As is normal in a Muslim household, the females stayed out of sight, their presence made known only through the comforts obediently served by the sons and, rarely, from a fleeting glimpse of a scarved head stealing a peek through an open door.
This particular day happened to be the first, and most important, day of the four-day-long Muslim "Bayram Kurban," or feast of the sacrifice. All through the Islamic world on this day, all who could had killed and butchered a ram for Allah, with one-third of the meat going to the owner, one-third to his neighbors, and the remaining to the poor. Thus, besides the normal bowls of yogurt, spicy vegetable soup and whole freshly-picked tomatoes and peppers on my dinner tray, there was a generous heap of the sacrificial animal, diced and covered in its simmering greases.
Five times (once every hour) one of the young boys sitting silently off to the side rose and poured perfumed water into each man's cupped hands. Then for several seconds the air was filled with the fragrance of lemon and the sounds of palms rubbing together against forearms and stubble, instead of coarse voices grumbling or boasting.
The Turkish language has been one of the easiest I've tried learning. So I was able, even if only in Tarzan fashion, to add my fair share of manly chatter during the evening. We joked about how I would become a "Bayram Kurban" if I dared to cross into Iran, and how it seemed everyone but me in the room was related to Aydi. Trying to figure just exactly how many grandchildren he did have provided plenty of argumentation.

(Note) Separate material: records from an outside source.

use axum::{
    Json,
    http::StatusCode,
    response::{IntoResponse, Response},
};
use serde_json::json;
use thiserror::Error;

#[derive(Error, Debug)]
#[non_exhaustive]
pub enum ProxyError {
    #[error("Unauthorized")]
    MissingToken,

    #[error("Invalid token format")]
    InvalidTokenFormat,

    /// Non-2xx answer from the backend, relayed as is.
    #[error("{message}")]
    Upstream { status: StatusCode, message: String },

    #[error("{0}")]
    Transport(#[from] reqwest::Error),

    #[error("Invalid {key} value: {reason}")]
    Config { key: &'static str, reason: String },

    #[error("{0}")]
    Io(#[from] std::io::Error),
}

impl ProxyError {
    #[must_use]
    pub fn status(&self) -> StatusCode {
        match self {
            ProxyError::MissingToken | ProxyError::InvalidTokenFormat => StatusCode::UNAUTHORIZED,
            ProxyError::Upstream { status, .. } => *status,
            ProxyError::Transport(_) | ProxyError::Config { .. } | ProxyError::Io(_) => {
                StatusCode::INTERNAL_SERVER_ERROR
            }
        }
    }
}

impl IntoResponse for ProxyError {
    fn into_response(self) -> Response {
        let status = self.status();
        (status, Json(json!({ "message": self.to_string() }))).into_response()
    }
}

#[cfg(test)]
mod tests {
    use super::*;

    #[test]
    fn auth_failures_are_unauthorized() {
        assert_eq!(ProxyError::MissingToken.status(), StatusCode::UNAUTHORIZED);
        assert_eq!(
            ProxyError::InvalidTokenFormat.to_string(),
            "Invalid token format"
        );
    }

    #[test]
    fn upstream_keeps_backend_status() {
        let err = ProxyError::Upstream {
            status: StatusCode::CONFLICT,
            message: "User already exists".into(),
        };
        assert_eq!(err.status(), StatusCode::CONFLICT);
        assert_eq!(err.to_string(), "User already exists");
    }
}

Late that night, after the village men had returned to what must surely be some of the world's most patient wives, I was buried beneath a ton of blankets on that same sofa. A beaming
Aydi sat beside me dressed in striped pajamas and stocking cap, looking as if he wanted to do one more bit of goodness for me before retiring.
I hinted that a glass of water might be nice. He rose from his chair and dashed into the house as if every second meant the difference between life and death. He strode back to my side several minutes later with the water and a plate of more kurban. Not until I'd finished every morsel and he'd had the pleasure of fetching me one more glass of water did he go off to the wife I was never to meet.
For a while longer sleep remained as elusive as the stars shining between the mountain peaks now forming my bedroom walls. On my arms were goosebumps that I knew came not from the chilly air or the muffled thunder of the Kizi-lirmak River far below. Rather, they were caused by the realization that my walking was doing exactly as I'd hoped it would: it was placing a question mark in the minds of those I passed and impelling them to invite me into their homes, their hearts and their minds.
Now, only a handful of days from being halfway around the world, I've already seen so much it almost frightens me to stop and dwell upon all the new scenes added to my life the past 18 months. During the past week alone, I've camped with three gypsy families, bathed in a lavish 700-year-old village bathhouse, and marveled at the beauty I'd found inside a mosque a caretaker had silently waved me into.
I shudder. Supposedly the most exotic still lies hidden over the horizon.